(Stored items)
◆ ◆ ◆ ◆ ◆ ◆ ◆
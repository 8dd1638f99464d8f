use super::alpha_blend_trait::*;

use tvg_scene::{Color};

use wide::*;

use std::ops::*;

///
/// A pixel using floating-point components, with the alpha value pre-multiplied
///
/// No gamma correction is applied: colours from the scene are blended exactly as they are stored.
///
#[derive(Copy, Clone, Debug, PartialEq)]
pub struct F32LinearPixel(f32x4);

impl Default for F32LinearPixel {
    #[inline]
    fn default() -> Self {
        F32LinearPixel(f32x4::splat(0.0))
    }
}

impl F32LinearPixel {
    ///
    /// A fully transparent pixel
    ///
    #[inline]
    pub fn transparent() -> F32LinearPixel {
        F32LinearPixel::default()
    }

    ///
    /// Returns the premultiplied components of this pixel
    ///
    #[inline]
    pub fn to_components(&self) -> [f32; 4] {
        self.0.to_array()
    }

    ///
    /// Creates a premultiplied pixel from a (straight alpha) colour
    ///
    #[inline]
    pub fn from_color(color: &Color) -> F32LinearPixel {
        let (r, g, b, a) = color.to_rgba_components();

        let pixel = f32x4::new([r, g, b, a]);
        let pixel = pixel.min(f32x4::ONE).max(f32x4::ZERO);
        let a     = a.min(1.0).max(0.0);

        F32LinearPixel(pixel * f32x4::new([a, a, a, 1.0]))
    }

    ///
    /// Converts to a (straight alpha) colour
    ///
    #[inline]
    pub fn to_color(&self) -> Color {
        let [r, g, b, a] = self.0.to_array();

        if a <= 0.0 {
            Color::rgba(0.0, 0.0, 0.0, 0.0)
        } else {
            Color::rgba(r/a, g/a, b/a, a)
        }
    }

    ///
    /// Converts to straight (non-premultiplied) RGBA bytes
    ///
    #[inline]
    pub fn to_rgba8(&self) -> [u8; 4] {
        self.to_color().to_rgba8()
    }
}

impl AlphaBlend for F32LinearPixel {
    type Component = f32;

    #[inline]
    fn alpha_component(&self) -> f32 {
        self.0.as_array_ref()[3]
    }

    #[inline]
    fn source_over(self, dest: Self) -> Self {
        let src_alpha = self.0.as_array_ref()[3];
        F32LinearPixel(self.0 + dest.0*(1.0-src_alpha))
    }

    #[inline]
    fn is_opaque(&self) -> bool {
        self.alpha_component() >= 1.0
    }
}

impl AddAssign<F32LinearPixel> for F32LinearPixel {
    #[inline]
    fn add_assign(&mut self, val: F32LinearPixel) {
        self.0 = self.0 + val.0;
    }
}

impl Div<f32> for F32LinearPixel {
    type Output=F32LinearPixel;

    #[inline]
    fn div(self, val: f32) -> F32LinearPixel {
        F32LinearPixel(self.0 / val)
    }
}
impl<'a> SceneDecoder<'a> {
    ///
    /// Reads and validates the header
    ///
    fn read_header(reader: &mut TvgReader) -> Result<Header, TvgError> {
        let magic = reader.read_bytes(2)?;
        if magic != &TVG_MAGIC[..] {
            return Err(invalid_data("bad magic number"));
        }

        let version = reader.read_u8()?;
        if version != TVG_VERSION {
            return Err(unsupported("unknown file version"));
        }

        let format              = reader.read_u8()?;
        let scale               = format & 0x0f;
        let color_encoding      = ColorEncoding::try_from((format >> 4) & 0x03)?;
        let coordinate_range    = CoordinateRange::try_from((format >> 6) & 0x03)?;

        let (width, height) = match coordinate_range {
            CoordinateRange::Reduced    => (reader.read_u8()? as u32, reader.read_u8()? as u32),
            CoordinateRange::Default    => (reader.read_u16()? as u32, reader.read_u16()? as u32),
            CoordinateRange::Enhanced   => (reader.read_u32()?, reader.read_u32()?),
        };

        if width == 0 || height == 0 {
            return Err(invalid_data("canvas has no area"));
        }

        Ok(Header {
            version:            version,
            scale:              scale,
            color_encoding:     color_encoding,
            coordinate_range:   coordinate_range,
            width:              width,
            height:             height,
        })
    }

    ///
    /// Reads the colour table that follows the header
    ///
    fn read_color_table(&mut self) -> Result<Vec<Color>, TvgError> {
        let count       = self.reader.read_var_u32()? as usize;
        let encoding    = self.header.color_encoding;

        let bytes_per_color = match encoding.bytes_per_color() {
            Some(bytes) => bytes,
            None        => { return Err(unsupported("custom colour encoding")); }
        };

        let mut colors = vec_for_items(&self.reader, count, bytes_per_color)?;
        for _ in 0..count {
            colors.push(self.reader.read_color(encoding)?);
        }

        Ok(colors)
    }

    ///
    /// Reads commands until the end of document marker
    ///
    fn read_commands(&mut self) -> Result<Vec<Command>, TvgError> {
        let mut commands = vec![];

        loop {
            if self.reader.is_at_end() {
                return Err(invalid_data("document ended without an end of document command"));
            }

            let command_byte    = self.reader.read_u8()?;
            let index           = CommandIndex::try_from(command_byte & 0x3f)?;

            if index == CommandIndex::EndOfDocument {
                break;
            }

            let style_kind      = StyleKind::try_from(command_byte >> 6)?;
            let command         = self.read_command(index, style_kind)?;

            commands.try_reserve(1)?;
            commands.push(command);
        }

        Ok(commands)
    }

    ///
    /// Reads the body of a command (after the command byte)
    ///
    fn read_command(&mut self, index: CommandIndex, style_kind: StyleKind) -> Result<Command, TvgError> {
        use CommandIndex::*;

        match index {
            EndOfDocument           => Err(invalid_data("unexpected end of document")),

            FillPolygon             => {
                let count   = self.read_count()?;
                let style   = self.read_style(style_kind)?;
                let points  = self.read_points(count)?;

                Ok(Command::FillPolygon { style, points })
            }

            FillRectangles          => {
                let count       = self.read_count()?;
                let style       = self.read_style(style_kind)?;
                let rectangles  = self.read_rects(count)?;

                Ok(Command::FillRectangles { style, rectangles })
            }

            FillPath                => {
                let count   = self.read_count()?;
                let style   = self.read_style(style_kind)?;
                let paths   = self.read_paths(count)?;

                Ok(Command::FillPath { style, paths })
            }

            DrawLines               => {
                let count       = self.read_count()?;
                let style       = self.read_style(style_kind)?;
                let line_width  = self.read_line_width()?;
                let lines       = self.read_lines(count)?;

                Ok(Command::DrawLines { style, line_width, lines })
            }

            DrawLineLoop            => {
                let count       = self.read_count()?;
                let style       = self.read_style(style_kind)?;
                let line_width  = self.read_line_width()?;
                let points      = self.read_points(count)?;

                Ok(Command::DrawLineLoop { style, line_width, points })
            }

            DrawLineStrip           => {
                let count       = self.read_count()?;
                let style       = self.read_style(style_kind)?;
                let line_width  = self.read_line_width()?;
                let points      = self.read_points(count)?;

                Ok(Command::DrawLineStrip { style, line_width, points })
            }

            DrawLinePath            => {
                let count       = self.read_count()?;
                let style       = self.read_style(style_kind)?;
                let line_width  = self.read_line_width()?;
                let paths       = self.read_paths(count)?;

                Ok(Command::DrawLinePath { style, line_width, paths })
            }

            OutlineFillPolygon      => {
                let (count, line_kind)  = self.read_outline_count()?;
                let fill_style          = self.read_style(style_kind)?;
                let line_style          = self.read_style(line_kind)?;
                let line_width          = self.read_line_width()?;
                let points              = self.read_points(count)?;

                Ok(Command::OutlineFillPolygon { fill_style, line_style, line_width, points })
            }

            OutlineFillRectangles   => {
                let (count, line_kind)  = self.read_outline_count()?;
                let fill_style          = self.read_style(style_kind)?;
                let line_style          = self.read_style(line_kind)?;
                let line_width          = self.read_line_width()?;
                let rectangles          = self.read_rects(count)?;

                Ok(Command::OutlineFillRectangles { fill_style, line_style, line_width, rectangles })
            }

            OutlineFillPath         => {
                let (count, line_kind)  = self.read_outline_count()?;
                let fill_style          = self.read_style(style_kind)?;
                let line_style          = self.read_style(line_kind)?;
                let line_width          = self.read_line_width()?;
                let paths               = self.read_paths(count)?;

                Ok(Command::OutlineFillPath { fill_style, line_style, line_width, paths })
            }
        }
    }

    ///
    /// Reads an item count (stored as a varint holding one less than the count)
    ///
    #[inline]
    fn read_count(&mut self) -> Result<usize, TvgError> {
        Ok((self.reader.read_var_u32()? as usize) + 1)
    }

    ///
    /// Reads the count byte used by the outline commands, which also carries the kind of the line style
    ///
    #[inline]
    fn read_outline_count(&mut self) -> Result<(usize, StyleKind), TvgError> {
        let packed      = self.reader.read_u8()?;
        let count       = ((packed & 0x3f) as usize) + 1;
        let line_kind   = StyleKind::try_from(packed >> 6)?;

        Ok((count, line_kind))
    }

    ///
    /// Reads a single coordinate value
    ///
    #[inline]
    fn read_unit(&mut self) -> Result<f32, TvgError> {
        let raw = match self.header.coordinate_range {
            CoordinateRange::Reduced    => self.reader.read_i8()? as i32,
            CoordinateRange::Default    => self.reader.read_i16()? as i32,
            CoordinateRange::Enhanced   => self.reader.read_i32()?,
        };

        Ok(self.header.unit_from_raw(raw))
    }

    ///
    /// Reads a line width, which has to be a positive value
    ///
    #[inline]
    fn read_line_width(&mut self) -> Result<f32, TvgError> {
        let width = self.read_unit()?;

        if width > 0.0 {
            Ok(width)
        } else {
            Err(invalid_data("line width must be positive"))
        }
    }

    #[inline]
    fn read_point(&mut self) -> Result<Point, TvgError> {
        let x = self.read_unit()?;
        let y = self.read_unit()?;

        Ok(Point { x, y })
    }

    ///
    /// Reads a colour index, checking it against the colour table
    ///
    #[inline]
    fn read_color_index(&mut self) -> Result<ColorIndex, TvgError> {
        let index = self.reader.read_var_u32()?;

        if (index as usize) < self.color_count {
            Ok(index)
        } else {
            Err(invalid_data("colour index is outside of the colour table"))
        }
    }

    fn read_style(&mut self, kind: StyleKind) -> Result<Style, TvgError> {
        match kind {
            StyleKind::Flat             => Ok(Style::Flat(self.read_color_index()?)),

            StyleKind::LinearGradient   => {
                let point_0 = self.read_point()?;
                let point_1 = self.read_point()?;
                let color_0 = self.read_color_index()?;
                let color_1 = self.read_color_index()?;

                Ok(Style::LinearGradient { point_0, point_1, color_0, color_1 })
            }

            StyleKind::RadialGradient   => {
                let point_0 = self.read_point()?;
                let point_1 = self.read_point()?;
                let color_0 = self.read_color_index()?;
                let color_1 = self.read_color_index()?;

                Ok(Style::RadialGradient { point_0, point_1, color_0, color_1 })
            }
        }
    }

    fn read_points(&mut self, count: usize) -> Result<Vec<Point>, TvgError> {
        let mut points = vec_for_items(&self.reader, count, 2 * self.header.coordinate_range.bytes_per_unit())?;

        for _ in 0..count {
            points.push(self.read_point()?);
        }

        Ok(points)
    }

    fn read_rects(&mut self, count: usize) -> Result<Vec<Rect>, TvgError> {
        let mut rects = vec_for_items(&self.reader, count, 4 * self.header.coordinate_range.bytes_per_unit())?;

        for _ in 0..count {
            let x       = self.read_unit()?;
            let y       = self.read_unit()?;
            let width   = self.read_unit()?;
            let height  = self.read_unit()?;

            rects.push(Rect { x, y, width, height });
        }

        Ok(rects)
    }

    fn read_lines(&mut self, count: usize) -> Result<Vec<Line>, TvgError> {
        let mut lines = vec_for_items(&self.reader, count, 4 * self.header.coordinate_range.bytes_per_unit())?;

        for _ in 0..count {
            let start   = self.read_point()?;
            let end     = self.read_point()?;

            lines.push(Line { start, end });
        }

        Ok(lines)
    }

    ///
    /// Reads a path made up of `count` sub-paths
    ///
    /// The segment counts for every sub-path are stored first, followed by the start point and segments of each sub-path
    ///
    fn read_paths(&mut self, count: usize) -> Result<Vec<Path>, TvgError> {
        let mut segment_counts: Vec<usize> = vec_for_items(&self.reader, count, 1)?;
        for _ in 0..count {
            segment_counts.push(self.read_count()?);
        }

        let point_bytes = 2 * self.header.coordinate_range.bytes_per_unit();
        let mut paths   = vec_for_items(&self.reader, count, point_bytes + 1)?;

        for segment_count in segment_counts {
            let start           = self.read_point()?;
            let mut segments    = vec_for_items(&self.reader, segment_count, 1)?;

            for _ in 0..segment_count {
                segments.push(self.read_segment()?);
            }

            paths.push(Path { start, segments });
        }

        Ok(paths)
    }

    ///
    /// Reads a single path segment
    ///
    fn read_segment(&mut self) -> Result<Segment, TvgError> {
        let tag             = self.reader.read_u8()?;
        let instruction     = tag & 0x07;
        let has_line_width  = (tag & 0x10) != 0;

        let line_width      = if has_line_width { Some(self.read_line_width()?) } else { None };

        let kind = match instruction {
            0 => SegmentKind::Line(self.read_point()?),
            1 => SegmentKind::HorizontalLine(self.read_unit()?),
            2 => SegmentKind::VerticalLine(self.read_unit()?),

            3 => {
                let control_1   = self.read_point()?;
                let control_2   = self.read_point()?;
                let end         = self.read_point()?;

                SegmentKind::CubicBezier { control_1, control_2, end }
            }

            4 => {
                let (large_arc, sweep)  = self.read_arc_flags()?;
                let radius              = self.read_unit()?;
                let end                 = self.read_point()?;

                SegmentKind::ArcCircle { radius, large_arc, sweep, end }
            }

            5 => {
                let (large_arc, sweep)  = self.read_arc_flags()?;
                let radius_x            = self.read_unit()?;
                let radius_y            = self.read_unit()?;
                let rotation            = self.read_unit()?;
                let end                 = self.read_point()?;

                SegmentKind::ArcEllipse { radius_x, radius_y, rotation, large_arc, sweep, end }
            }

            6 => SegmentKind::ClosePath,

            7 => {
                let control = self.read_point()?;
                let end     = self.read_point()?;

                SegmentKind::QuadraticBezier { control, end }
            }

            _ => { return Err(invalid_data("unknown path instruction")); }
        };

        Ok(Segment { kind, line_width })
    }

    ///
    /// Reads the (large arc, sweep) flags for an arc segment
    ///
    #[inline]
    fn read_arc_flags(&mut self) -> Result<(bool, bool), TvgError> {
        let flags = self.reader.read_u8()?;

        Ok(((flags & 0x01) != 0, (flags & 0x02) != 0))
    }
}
◆ ◆ ◆ ◆ ◆ ◆ ◆
Task objective:
Return the entries exactly through the "pub struct F32LinearPixel(f32x4);" line.

Output below:
repository 8dd1638f99464d8f
use super::alpha_blend_trait::*;

use tvg_scene::{Color};

use wide::*;

use std::ops::*;

///
/// A pixel using floating-point components, with the alpha value pre-multiplied
///
/// No gamma correction is applied: colours from the scene are blended exactly as they are stored.
///
#[derive(Copy, Clone, Debug, PartialEq)]
pub struct F32LinearPixel(f32x4);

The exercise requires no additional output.